Record set —

//! docsqueeze configuration types and loading

use eyre::{Context, Result};
use serde::{Deserialize, Serialize};
use std::fs;
use std::path::{Path, PathBuf};
use std::time::Duration;
use tracing::debug;

use crate::chunker::ChunkMode;
use crate::llm::{Model, RetryPolicy};

/// Instruction sent as the system prompt when none is configured
pub const DEFAULT_SYSTEM_INSTRUCTION: &str = "\
Your task is to rewrite content for a prompt input to LLM. Reduce the given text as much as possible following the guidelines below:
1. Focus on extracting code examples from the provided text and reduce the surrounding text or remove it entirely.
2. Remove any unnecessary details.
3. Remove any links, references to further reading, phrases that include recommendations and opinions.
4. Remove any narration, only focus on dry facts. Bullet points are preferred.
5. IMPORTANT: If there's nothing of value in the text, remove it entirely and return a single dash (-).
6. Format text using markdown. Preserve all special characters within code examples in the output.";

/// Default word budget per chunk and per batch
pub const DEFAULT_TARGET_WORDS: usize = 600;

/// Main docsqueeze configuration
#[derive(Debug, Clone, Default, Serialize, Deserialize)]
#[serde(default)]
pub struct Config {
    /// Log level (TRACE, DEBUG, INFO, WARN, ERROR)
    #[serde(rename = "log-level")]
    pub log_level: Option<String>,

    /// Rewrite behaviour
    pub rewrite: RewriteConfig,

    /// Completion endpoint configuration
    pub llm: LlmConfig,

    /// GitHub source configuration
    pub github: GithubConfig,

    /// Output configuration
    pub output: OutputConfig,
}

impl Config {
    /// Validate configuration before use
    ///
    /// Credentials are checked separately when the client is built, so
    /// commands that never call the endpoint work without them.
    pub fn validate(&self) -> Result<()> {
        if self.rewrite.target_words == 0 {
            return Err(eyre::eyre!("rewrite.target-words must be greater than zero"));
        }
        if self.rewrite.system_instruction.trim().is_empty() {
            return Err(eyre::eyre!("rewrite.system-instruction must not be empty"));
        }
        url::Url::parse(&self.llm.base_url).context(format!("Invalid llm.base-url: {}", self.llm.base_url))?;
        url::Url::parse(&self.github.api_url).context(format!("Invalid github.api-url: {}", self.github.api_url))?;
        Ok(())
    }

    /// Load configuration with fallback chain
    pub fn load(config_path: Option<&PathBuf>) -> Result<Self> {
        // If explicit config path provided, try to load it
        if let Some(path) = config_path {
            return Self::load_from_file(path).context(format!("Failed to load config from {}", path.display()));
        }

        // Try project-local config: .docsqueeze.yml
        let local_config = PathBuf::from(".docsqueeze.yml");
        if local_config.exists() {
            match Self::load_from_file(&local_config) {
                Ok(config) => return Ok(config),
                Err(e) => {
                    tracing::warn!("Failed to load config from {}: {}", local_config.display(), e);
                }
            }
        }

        // Try user config: ~/.config/docsqueeze/docsqueeze.yml
        if let Some(config_dir) = dirs::config_dir() {
            let user_config = config_dir.join("docsqueeze").join("docsqueeze.yml");
            if user_config.exists() {
                match Self::load_from_file(&user_config) {
                    Ok(config) => return Ok(config),
                    Err(e) => {
                        tracing::warn!("Failed to load config from {}: {}", user_config.display(), e);
                    }
                }
            }
        }

        // No config file found, use defaults
        tracing::info!("No config file found, using defaults");
        Ok(Self::default())
    }

    /// Read only the log level, before logging is set up
    ///
    /// Any failure yields `None`; the full load reports it later.
    pub fn load_log_level(config_path: Option<&PathBuf>) -> Option<String> {
        let candidates = match config_path {
            Some(path) => vec![path.clone()],
            None => {
                let mut paths = vec![PathBuf::from(".docsqueeze.yml")];
                if let Some(config_dir) = dirs::config_dir() {
                    paths.push(config_dir.join("docsqueeze").join("docsqueeze.yml"));
                }
                paths
            }
        };

        candidates
            .iter()
            .find(|p| p.exists())
            .and_then(|p| fs::read_to_string(p).ok())
            .and_then(|content| serde_yaml::from_str::<Config>(&content).ok())
            .and_then(|config| config.log_level)
    }

    pub fn load_from_file<P: AsRef<Path>>(path: P) -> Result<Self> {
        let content = fs::read_to_string(&path).context("Failed to read config file")?;

        let config: Self = serde_yaml::from_str(&content).context("Failed to parse config file")?;

        tracing::info!("Loaded config from: {}", path.as_ref().display());
        Ok(config)
    }

    /// Apply command-line overrides on top of the loaded values
    pub fn apply(&mut self, overrides: Overrides) {
        debug!(?overrides, "Config::apply: called");
        if let Some(model) = overrides.model {
            self.rewrite.model = model;
        }
        if let Some(target_words) = overrides.target_words {
            self.rewrite.target_words = target_words;
        }
        if let Some(mode) = overrides.mode {
            self.rewrite.mode = mode;
        }
        if let Some(system_instruction) = overrides.system_instruction {
            self.rewrite.system_instruction = system_instruction;
        }
        if overrides.debug {
            self.rewrite.debug = true;
        }
        if let Some(file) = overrides.output {
            self.output.file = file;
        }
        if let Some(extensions) = overrides.extensions {
            self.github.extensions = extensions;
        }
    }
}

/// Values given on the command line that replace configured ones
#[derive(Debug, Default, Clone)]
pub struct Overrides {
    pub model: Option<Model>,
    pub target_words: Option<usize>,
    pub mode: Option<ChunkMode>,
    pub system_instruction: Option<String>,
    pub debug: bool,
    pub output: Option<PathBuf>,
    pub extensions: Option<Vec<String>>,
}

/// Rewrite behaviour, fixed for a whole run
#[derive(Debug, Clone, Serialize, Deserialize)]
#[serde(default)]
pub struct RewriteConfig {
    /// System prompt sent with every batch
    #[serde(rename = "system-instruction")]
    pub system_instruction: String,

    /// Chat model used for rewriting
    pub model: Model,

    /// Word budget per chunk and per batch
    #[serde(rename = "target-words")]
    pub target_words: usize,

    /// Chunking mode (auto picks markdown for .md files)
    pub mode: ChunkMode,

    /// Log every prompt/response pair
    pub debug: bool,
}

impl Default for RewriteConfig {
    fn default() -> Self {
        Self {
            system_instruction: DEFAULT_SYSTEM_INSTRUCTION.to_string(),
            model: Model::default(),
            target_words: DEFAULT_TARGET_WORDS,
            mode: ChunkMode::default(),
            debug: false,
        }
    }
}

/// Completion endpoint configuration
#[derive(Debug, Clone, Serialize, Deserialize)]
#[serde(default)]
pub struct LlmConfig {
    /// Environment variable containing the API key
    #[serde(rename = "api-key-env")]
    pub api_key_env: String,

    /// API base URL
    #[serde(rename = "base-url")]
    pub base_url: String,

    /// Maximum tokens per response
    #[serde(rename = "max-tokens")]
    pub max_tokens: u32,

    /// Sampling temperature
    pub temperature: f32,

    /// Request timeout in milliseconds
    #[serde(rename = "timeout-ms")]
    pub timeout_ms: u64,

    /// Retries after a transient failure
    #[serde(rename = "max-retries")]
    pub max_retries: u32,

    /// First retry delay in milliseconds, doubled per retry
    #[serde(rename = "initial-backoff-ms")]
    pub initial_backoff_ms: u64,
}

impl Default for LlmConfig {
    fn default() -> Self {
        Self {
            api_key_env: "OPENAI_API_KEY".to_string(),
            base_url: "https://api.openai.com".to_string(),
            max_tokens: 4096,
            temperature: 0.0,
            timeout_ms: 180_000,
            max_retries: crate::llm::RetryPolicy::default().max_retries,
            initial_backoff_ms: 1000,
        }
    }
}

impl LlmConfig {
    /// Read the API key from the configured environment variable
    pub fn api_key(&self) -> Result<String> {
        let key = std::env::var(&self.api_key_env)
            .map_err(|_| eyre::eyre!("LLM API key not found. Set the {} environment variable.", self.api_key_env))?;
        if key.trim().is_empty() {
            return Err(eyre::eyre!("LLM API key in {} is empty", self.api_key_env));
        }
        Ok(key)
    }

    pub fn timeout(&self) -> Duration {
        Duration::from_millis(self.timeout_ms)
    }

    pub fn retry_policy(&self) -> RetryPolicy {
        RetryPolicy {
            max_retries: self.max_retries,
            initial_backoff: Duration::from_millis(self.initial_backoff_ms),
        }
    }
}

/// GitHub source configuration
#[derive(Debug, Clone, Serialize, Deserialize)]
#[serde(default)]
pub struct GithubConfig {
    /// REST API base URL
    #[serde(rename = "api-url")]
    pub api_url: String,

    /// Environment variable holding an optional access token
    #[serde(rename = "token-env")]
    pub token_env: String,

    /// File extensions to rewrite (matched case-insensitively)
    pub extensions: Vec<String>,

    /// Request timeout in milliseconds
    #[serde(rename = "timeout-ms")]
    pub timeout_ms: u64,
}

impl Default for GithubConfig {
    fn default() -> Self {
        Self {
            api_url: "https://api.github.com".to_string(),
            token_env: "GITHUB_PERSONAL_ACCESS_TOKEN".to_string(),
            extensions: vec![".md".to_string()],
            timeout_ms: 60_000,
        }
    }
}

impl GithubConfig {
    /// Read the access token, if the configured variable is set and non-empty
    pub fn token(&self) -> Option<String> {
        std::env::var(&self.token_env).ok().filter(|t| !t.trim().is_empty())
    }
}

/// Output configuration
#[derive(Debug, Clone, Serialize, Deserialize)]
#[serde(default)]
pub struct OutputConfig {
    /// File the rewritten text is appended to
    pub file: PathBuf,
}

impl Default for OutputConfig {
    fn default() -> Self {
        Self {
            file: PathBuf::from("output.md"),
        }
    }
}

Work order —
In the listing above, please print only the lines from the first one to the line where "#[derive(Debug, Clone, Default, Serialize, Deserialize)]" appears, exactly as written, both of those lines included.

Answer for the task —
//! docsqueeze configuration types and loading

use eyre::{Context, Result};
use serde::{Deserialize, Serialize};
use std::fs;
use std::path::{Path, PathBuf};
use std::time::Duration;
use tracing::debug;

use crate::chunker::ChunkMode;
use crate::llm::{Model, RetryPolicy};

/// Instruction sent as the system prompt when none is configured
pub const DEFAULT_SYSTEM_INSTRUCTION: &str = "\
Your task is to rewrite content for a prompt input to LLM. Reduce the given text as much as possible following the guidelines below:
1. Focus on extracting code examples from the provided text and reduce the surrounding text or remove it entirely.
2. Remove any unnecessary details.
3. Remove any links, references to further reading, phrases that include recommendations and opinions.
4. Remove any narration, only focus on dry facts. Bullet points are preferred.
5. IMPORTANT: If there's nothing of value in the text, remove it entirely and return a single dash (-).
6. Format text using markdown. Preserve all special characters within code examples in the output.";

/// Default word budget per chunk and per batch
pub const DEFAULT_TARGET_WORDS: usize = 600;

/// Main docsqueeze configuration
#[derive(Debug, Clone, Default, Serialize, Deserialize)]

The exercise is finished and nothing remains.